* [Data section]:

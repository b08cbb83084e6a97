//! Bit arithmetic for triangles of the square-embedded simplex tree.
//!
//! Same scheme as the tetrahedra one dimension down: two types per square
//! cell, four children per triangle, base-4 linear ids from the type-0 root.

use crate::element::{LineElement, TriElement};

pub const CHILDREN: usize = 4;
pub const FACES: usize = 3;
pub const ROOT_LEN: i32 = TriElement::ROOT_LEN;

/// `(cube id, type)` of child `i` of a parent of type `t`, `[t][i]`.
const CHILD_CID_TYPE: [[(u8, u8); CHILDREN]; 2] = [
    [(0, 0), (1, 0), (1, 1), (3, 0)],
    [(0, 1), (2, 0), (2, 1), (3, 1)],
];

/// `[cid][t]`
const PARENT_TYPE: [[u8; 2]; CHILDREN] = [[0, 1], [0, 0], [1, 1], [0, 1]];

/// `[cid][t]`
const LOCAL_INDEX: [[u8; 2]; CHILDREN] = [[0, 0], [1, 2], [1, 2], [3, 3]];

#[inline]
pub const fn len_at(level: u8) -> i32 {
    1 << (TriElement::MAXLEVEL - level)
}

#[inline]
pub fn cube_id(t: &TriElement, level: u8) -> usize {
    if level == 0 {
        return 0;
    }
    let h = len_at(level);
    usize::from(t.x & h != 0) | usize::from(t.y & h != 0) << 1
}

pub fn parent(t: &TriElement) -> TriElement {
    debug_assert!(t.level > 0);
    let h = len_at(t.level);
    let cid = cube_id(t, t.level);
    TriElement::new(
        t.x & !h,
        t.y & !h,
        t.level - 1,
        PARENT_TYPE[cid][usize::from(t.ty)],
    )
}

pub fn child(t: &TriElement, child_id: usize) -> TriElement {
    debug_assert!(t.level < TriElement::MAXLEVEL && child_id < CHILDREN);
    let (cid, ty) = CHILD_CID_TYPE[usize::from(t.ty)][child_id];
    let h = len_at(t.level + 1);
    TriElement::new(
        if cid & 1 != 0 { t.x | h } else { t.x },
        if cid & 2 != 0 { t.y | h } else { t.y },
        t.level + 1,
        ty,
    )
}

pub fn child_id(t: &TriElement) -> usize {
    if t.level == 0 {
        return 0;
    }
    usize::from(LOCAL_INDEX[cube_id(t, t.level)][usize::from(t.ty)])
}

pub fn ancestor(t: &TriElement, level: u8) -> TriElement {
    debug_assert!(level <= t.level);
    let mut ty = t.ty;
    for l in (level + 1..=t.level).rev() {
        ty = PARENT_TYPE[cube_id(t, l)][usize::from(ty)];
    }
    let mask = !(len_at(level) - 1);
    TriElement::new(t.x & mask, t.y & mask, level, ty)
}

pub fn linear_id(t: &TriElement, level: u8) -> u64 {
    let mut id = 0u64;
    let mut ty = usize::from(t.ty);
    for l in (1..=t.level).rev() {
        let cid = cube_id(t, l);
        if l <= level {
            id |= u64::from(LOCAL_INDEX[cid][ty]) << (2 * u32::from(level - l));
        }
        ty = usize::from(PARENT_TYPE[cid][ty]);
    }
    id
}

pub fn from_linear_id(level: u8, id: u64) -> TriElement {
    let mut t = TriElement::root();
    for l in 1..=level {
        let digit = (id >> (2 * u32::from(level - l))) & 3;
        t = child(&t, digit as usize);
    }
    t
}

pub fn first_descendant(t: &TriElement, level: u8) -> TriElement {
    TriElement::new(t.x, t.y, level, t.ty)
}

pub fn last_descendant(t: &TriElement, level: u8) -> TriElement {
    let shift = len_at(t.level) - len_at(level);
    TriElement::new(t.x + shift, t.y + shift, level, t.ty)
}

pub fn nearest_common_ancestor(t1: &TriElement, t2: &TriElement) -> TriElement {
    let exclor = ((t1.x ^ t2.x) | (t1.y ^ t2.y)) as u32;
    let differing_bits = (u32::BITS - exclor.leading_zeros()) as u8;
    let mut level = TriElement::MAXLEVEL
        .saturating_sub(differing_bits)
        .min(t1.level)
        .min(t2.level);
    loop {
        let a1 = ancestor(t1, level);
        let a2 = ancestor(t2, level);
        if a1.ty == a2.ty || level == 0 {
            return a1;
        }
        level -= 1;
    }
}

pub fn vertex(t: &TriElement, vertex: usize) -> [i32; 2] {
    debug_assert!(vertex < 3);
    let h = len_at(t.level);
    match (vertex, t.ty) {
        (0, _) => [t.x, t.y],
        (1, 0) => [t.x + h, t.y],
        (1, _) => [t.x, t.y + h],
        _ => [t.x + h, t.y + h],
    }
}

/// All corners inside the closed root triangle `L >= x >= y >= 0`.
pub fn is_inside_root(t: &TriElement) -> bool {
    t.level <= TriElement::MAXLEVEL
        && (0..3)
            .map(|v| vertex(t, v))
            .all(|[x, y]| ROOT_LEN >= x && x >= y && y >= 0)
}

fn on_root_face(root_face: usize, [x, y]: [i32; 2]) -> bool {
    match root_face {
        0 => x == ROOT_LEN,
        1 => x == y,
        2 => y == 0,
        _ => false,
    }
}

pub fn root_face(t: &TriElement, face: usize) -> Option<usize> {
    (0..FACES).find(|&root_face| {
        (0..3)
            .filter(|&v| v != face)
            .all(|v| on_root_face(root_face, vertex(t, v)))
    })
}

/// Line on local face `face` of `t`; the face lies on root face `root_face`.
pub fn boundary_face(t: &TriElement, face: usize, root_face: usize) -> LineElement {
    let axis = if root_face == 0 { 1 } else { 0 };
    let x = (0..3)
        .filter(|&v| v != face)
        .map(|v| vertex(t, v)[axis])
        .min()
        .unwrap_or_default();
    LineElement::new(x, t.level)
}

/// Every triangle touching the root boundary with a full edge has type 0.
pub fn extrude(line: &LineElement, root_face: usize) -> TriElement {
    debug_assert!(line.level <= TriElement::MAXLEVEL && root_face < FACES);
    let h = len_at(line.level);
    let [x, y] = match root_face {
        0 => [ROOT_LEN - h, line.x],
        1 => [line.x, line.x],
        _ => [line.x, 0],
    };
    TriElement::new(x, y, line.level, 0)
}

#[cfg(test)]
mod tests {
    use super::*;

    const H1: i32 = 1 << 29;

    #[test]
    fn root_children() {
        let root = TriElement::root();
        assert_eq!(child(&root, 0), TriElement::new(0, 0, 1, 0));
        assert_eq!(child(&root, 1), TriElement::new(H1, 0, 1, 0));
        assert_eq!(child(&root, 2), TriElement::new(H1, 0, 1, 1));
        assert_eq!(child(&root, 3), TriElement::new(H1, H1, 1, 0));
    }

    #[test]
    fn ids_round_trip_at_level_three() {
        for id in 0..64 {
            let t = from_linear_id(3, id);
            assert!(is_inside_root(&t));
            assert_eq!(linear_id(&t, 3), id);
            assert_eq!(child(&parent(&t), child_id(&t)), t);
        }
    }

    #[test]
    fn boundary_lines_extrude_back() {
        for id in 0..16 {
            let t = from_linear_id(2, id);
            for face in 0..FACES {
                if let Some(rf) = root_face(&t, face) {
                    let line = boundary_face(&t, face, rf);
                    assert_eq!(extrude(&line, rf), t);
                }
            }
        }
    }
}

* [Your objective]: Every line above from the line with "pub fn from_linear_id(level: u8, id: u64)" to the line with "let x = (0..3)", inclusive, must be returned exactly; no other line belongs in the reply.

* [Response]:
pub fn from_linear_id(level: u8, id: u64) -> TriElement {
    let mut t = TriElement::root();
    for l in 1..=level {
        let digit = (id >> (2 * u32::from(level - l))) & 3;
        t = child(&t, digit as usize);
    }
    t
}

pub fn first_descendant(t: &TriElement, level: u8) -> TriElement {
    TriElement::new(t.x, t.y, level, t.ty)
}

pub fn last_descendant(t: &TriElement, level: u8) -> TriElement {
    let shift = len_at(t.level) - len_at(level);
    TriElement::new(t.x + shift, t.y + shift, level, t.ty)
}

pub fn nearest_common_ancestor(t1: &TriElement, t2: &TriElement) -> TriElement {
    let exclor = ((t1.x ^ t2.x) | (t1.y ^ t2.y)) as u32;
    let differing_bits = (u32::BITS - exclor.leading_zeros()) as u8;
    let mut level = TriElement::MAXLEVEL
        .saturating_sub(differing_bits)
        .min(t1.level)
        .min(t2.level);
    loop {
        let a1 = ancestor(t1, level);
        let a2 = ancestor(t2, level);
        if a1.ty == a2.ty || level == 0 {
            return a1;
        }
        level -= 1;
    }
}

pub fn vertex(t: &TriElement, vertex: usize) -> [i32; 2] {
    debug_assert!(vertex < 3);
    let h = len_at(t.level);
    match (vertex, t.ty) {
        (0, _) => [t.x, t.y],
        (1, 0) => [t.x + h, t.y],
        (1, _) => [t.x, t.y + h],
        _ => [t.x + h, t.y + h],
    }
}

/// All corners inside the closed root triangle `L >= x >= y >= 0`.
pub fn is_inside_root(t: &TriElement) -> bool {
    t.level <= TriElement::MAXLEVEL
        && (0..3)
            .map(|v| vertex(t, v))
            .all(|[x, y]| ROOT_LEN >= x && x >= y && y >= 0)
}

fn on_root_face(root_face: usize, [x, y]: [i32; 2]) -> bool {
    match root_face {
        0 => x == ROOT_LEN,
        1 => x == y,
        2 => y == 0,
        _ => false,
    }
}

pub fn root_face(t: &TriElement, face: usize) -> Option<usize> {
    (0..FACES).find(|&root_face| {
        (0..3)
            .filter(|&v| v != face)
            .all(|v| on_root_face(root_face, vertex(t, v)))
    })
}

/// Line on local face `face` of `t`; the face lies on root face `root_face`.
pub fn boundary_face(t: &TriElement, face: usize, root_face: usize) -> LineElement {
    let axis = if root_face == 0 { 1 } else { 0 };
    let x = (0..3)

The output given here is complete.